Segment Open
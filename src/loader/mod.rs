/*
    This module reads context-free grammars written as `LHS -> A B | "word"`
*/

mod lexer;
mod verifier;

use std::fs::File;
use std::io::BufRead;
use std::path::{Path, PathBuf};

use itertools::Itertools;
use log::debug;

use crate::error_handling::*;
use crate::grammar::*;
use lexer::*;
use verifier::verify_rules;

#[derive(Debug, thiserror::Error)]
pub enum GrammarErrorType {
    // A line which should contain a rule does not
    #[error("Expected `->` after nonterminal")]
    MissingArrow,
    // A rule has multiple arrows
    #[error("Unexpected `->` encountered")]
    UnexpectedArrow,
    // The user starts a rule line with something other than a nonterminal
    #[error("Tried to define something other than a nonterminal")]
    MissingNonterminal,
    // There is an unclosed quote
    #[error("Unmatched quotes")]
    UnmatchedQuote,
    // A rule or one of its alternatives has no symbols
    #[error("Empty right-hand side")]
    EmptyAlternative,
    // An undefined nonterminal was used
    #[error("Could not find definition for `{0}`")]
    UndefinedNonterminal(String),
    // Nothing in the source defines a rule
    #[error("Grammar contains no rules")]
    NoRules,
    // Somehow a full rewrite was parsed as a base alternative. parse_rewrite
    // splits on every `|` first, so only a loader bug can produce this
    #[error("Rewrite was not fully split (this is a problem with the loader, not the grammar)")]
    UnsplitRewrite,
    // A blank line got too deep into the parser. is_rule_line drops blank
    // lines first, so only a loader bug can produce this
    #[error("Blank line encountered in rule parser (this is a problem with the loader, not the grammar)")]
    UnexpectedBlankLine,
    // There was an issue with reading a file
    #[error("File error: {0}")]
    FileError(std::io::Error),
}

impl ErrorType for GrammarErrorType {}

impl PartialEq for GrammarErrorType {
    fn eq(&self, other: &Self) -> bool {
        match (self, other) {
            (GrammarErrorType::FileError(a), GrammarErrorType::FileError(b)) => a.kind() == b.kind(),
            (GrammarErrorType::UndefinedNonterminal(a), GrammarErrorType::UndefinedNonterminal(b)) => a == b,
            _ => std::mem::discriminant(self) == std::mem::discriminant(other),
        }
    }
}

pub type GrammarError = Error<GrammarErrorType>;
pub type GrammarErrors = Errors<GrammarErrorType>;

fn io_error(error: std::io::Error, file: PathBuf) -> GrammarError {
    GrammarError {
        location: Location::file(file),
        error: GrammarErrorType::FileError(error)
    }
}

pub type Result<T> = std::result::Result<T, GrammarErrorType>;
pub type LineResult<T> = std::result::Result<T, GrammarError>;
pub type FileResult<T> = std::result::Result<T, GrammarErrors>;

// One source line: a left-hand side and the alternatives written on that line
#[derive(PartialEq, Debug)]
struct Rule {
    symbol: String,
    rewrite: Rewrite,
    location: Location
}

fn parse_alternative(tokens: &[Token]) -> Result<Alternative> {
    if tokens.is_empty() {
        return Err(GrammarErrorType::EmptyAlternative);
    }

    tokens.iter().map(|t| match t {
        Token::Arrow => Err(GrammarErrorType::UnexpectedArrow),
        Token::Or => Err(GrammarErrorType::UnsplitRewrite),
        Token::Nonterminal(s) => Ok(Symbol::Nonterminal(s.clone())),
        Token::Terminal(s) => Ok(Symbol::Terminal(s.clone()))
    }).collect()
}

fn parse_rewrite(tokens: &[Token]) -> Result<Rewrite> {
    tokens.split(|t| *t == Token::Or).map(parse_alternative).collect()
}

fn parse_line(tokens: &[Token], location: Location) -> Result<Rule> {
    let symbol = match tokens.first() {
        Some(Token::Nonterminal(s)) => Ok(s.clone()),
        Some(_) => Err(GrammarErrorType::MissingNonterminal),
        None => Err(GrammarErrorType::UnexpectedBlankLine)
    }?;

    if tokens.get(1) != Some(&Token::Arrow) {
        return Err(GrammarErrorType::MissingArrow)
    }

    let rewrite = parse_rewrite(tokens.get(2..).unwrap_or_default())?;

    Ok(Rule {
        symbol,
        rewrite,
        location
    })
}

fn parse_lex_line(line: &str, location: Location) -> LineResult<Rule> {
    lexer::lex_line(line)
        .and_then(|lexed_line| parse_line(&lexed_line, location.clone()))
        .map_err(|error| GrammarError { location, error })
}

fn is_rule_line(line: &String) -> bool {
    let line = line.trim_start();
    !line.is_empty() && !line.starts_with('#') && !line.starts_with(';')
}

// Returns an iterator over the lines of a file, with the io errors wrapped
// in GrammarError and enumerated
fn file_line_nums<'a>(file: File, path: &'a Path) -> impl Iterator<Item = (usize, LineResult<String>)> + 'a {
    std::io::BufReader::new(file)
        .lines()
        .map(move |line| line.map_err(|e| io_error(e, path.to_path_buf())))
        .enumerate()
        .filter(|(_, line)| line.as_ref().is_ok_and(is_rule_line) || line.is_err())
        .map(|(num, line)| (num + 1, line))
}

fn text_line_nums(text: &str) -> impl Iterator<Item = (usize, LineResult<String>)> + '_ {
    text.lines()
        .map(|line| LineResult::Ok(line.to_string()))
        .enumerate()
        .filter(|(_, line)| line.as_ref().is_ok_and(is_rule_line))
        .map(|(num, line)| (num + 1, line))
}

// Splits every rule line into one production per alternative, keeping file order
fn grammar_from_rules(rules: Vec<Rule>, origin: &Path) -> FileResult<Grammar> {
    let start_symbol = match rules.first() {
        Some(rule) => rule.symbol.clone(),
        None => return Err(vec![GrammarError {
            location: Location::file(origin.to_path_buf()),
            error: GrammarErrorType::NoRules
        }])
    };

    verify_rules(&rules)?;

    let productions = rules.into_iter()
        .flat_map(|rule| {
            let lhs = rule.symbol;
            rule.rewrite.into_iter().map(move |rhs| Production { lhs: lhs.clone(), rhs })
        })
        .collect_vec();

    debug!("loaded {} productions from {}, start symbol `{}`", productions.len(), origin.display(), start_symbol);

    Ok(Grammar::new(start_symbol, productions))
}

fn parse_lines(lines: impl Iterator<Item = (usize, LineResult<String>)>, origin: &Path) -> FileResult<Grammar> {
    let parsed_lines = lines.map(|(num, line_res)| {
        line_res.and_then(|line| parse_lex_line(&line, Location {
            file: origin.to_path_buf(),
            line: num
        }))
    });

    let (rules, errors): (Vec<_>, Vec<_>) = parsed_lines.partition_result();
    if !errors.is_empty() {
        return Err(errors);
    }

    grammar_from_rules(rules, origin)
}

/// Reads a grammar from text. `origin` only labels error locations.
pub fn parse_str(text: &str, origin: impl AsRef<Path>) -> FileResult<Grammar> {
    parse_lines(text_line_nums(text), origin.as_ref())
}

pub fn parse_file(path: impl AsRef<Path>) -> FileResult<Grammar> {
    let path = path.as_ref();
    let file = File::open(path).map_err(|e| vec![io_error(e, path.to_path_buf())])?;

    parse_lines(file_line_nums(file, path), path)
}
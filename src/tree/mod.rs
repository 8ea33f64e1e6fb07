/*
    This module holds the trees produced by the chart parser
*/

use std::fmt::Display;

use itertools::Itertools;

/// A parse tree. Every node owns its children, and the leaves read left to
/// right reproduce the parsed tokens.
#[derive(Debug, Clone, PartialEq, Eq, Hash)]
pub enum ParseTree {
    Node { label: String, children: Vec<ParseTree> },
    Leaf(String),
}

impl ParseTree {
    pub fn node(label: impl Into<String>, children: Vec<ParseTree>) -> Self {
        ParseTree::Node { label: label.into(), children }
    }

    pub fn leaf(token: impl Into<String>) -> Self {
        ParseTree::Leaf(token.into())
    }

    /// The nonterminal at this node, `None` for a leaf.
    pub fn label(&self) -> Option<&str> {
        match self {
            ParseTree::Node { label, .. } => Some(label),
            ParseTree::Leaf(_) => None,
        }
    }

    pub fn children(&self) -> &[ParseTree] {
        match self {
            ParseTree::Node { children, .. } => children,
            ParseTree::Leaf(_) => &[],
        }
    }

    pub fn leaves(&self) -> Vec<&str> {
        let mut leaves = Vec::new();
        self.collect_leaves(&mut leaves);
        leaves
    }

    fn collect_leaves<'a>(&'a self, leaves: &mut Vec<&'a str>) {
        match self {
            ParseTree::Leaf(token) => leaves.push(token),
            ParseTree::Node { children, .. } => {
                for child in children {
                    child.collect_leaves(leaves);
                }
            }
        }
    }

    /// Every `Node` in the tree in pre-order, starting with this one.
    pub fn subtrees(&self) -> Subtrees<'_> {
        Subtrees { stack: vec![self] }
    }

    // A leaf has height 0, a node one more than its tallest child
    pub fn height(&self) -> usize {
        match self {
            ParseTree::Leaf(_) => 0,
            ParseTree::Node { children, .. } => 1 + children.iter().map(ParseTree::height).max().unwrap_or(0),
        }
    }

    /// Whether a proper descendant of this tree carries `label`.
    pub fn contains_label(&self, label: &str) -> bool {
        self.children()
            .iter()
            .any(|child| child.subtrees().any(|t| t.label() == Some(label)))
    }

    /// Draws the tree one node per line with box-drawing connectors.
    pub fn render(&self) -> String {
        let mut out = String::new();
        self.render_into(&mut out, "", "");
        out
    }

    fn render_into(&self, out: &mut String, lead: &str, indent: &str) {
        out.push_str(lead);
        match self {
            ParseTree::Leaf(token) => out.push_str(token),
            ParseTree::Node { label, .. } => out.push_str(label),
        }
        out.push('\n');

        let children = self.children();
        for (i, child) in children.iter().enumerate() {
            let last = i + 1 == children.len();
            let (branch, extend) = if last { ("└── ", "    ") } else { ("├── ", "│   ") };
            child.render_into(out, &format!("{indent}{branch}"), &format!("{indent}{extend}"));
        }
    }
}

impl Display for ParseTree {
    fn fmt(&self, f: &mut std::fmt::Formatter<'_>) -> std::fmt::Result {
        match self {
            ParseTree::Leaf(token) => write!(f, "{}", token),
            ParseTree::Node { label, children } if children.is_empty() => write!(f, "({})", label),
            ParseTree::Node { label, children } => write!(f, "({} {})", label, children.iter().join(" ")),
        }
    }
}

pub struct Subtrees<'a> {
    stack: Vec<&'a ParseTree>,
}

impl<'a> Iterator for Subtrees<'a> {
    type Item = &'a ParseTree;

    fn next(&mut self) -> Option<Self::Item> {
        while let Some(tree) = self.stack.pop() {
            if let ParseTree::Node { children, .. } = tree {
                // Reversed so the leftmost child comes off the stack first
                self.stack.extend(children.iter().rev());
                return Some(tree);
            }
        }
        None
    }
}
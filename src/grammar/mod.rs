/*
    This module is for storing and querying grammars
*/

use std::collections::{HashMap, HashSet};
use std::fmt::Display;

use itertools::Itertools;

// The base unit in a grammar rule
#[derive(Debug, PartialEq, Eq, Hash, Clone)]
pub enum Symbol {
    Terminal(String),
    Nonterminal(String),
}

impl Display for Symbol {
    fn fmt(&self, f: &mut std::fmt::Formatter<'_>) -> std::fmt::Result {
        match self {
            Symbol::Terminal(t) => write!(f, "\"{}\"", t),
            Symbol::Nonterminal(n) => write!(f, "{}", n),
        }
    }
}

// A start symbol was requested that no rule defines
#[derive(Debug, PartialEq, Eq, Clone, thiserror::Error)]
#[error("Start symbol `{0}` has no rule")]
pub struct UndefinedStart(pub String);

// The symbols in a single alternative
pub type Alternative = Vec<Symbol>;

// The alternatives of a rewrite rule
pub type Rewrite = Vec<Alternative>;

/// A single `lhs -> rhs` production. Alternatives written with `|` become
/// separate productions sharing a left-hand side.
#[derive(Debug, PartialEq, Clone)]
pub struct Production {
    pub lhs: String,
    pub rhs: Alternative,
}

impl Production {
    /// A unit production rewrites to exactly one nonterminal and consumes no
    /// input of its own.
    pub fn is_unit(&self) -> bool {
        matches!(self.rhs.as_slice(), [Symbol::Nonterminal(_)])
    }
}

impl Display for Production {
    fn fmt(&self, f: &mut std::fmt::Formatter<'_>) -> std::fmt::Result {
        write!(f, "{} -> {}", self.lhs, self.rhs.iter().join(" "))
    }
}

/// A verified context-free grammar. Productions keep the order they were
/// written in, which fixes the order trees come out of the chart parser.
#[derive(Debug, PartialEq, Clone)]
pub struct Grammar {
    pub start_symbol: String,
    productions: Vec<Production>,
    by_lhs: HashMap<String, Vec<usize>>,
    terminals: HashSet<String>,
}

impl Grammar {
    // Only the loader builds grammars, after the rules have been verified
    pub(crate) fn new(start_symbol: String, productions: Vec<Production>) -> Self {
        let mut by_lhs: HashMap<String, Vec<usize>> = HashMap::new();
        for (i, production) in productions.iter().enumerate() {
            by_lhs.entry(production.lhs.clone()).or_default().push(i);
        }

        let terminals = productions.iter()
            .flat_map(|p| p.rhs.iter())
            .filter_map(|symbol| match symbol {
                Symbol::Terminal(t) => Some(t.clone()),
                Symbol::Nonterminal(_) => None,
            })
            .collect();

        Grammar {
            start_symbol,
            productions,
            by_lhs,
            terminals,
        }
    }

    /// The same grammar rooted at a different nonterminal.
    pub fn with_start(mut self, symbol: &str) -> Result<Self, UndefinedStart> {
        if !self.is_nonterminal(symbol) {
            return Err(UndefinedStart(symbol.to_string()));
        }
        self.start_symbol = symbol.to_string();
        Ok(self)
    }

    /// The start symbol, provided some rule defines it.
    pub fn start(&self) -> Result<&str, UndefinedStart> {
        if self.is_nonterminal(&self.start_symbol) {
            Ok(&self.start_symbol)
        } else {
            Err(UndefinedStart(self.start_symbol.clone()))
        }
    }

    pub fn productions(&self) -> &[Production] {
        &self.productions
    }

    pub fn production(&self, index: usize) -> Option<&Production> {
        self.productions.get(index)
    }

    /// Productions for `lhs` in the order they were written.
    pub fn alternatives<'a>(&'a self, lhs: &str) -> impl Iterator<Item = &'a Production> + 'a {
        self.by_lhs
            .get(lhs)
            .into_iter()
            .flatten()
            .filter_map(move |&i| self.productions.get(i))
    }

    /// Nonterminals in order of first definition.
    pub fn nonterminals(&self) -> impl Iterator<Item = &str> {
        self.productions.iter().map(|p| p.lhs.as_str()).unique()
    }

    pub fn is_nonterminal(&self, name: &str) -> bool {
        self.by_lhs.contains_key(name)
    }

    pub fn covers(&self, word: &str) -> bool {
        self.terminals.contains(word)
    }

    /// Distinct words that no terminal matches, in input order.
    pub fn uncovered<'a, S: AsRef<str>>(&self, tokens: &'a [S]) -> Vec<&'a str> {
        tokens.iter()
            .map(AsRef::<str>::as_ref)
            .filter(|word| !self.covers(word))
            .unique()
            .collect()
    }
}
Segment Closed
» Aim of the task: Repeat exactly the lines of the listing above, from the one with "fn text_line_nums(text: &str)" down to the one with "let lhs = rule.symbol;"; both of those lines belong in the range.

» Task solution:
fn text_line_nums(text: &str) -> impl Iterator<Item = (usize, LineResult<String>)> + '_ {
    text.lines()
        .map(|line| LineResult::Ok(line.to_string()))
        .enumerate()
        .filter(|(_, line)| line.as_ref().is_ok_and(is_rule_line))
        .map(|(num, line)| (num + 1, line))
}

// Splits every rule line into one production per alternative, keeping file order
fn grammar_from_rules(rules: Vec<Rule>, origin: &Path) -> FileResult<Grammar> {
    let start_symbol = match rules.first() {
        Some(rule) => rule.symbol.clone(),
        None => return Err(vec![GrammarError {
            location: Location::file(origin.to_path_buf()),
            error: GrammarErrorType::NoRules
        }])
    };

    verify_rules(&rules)?;

    let productions = rules.into_iter()
        .flat_map(|rule| {
            let lhs = rule.symbol;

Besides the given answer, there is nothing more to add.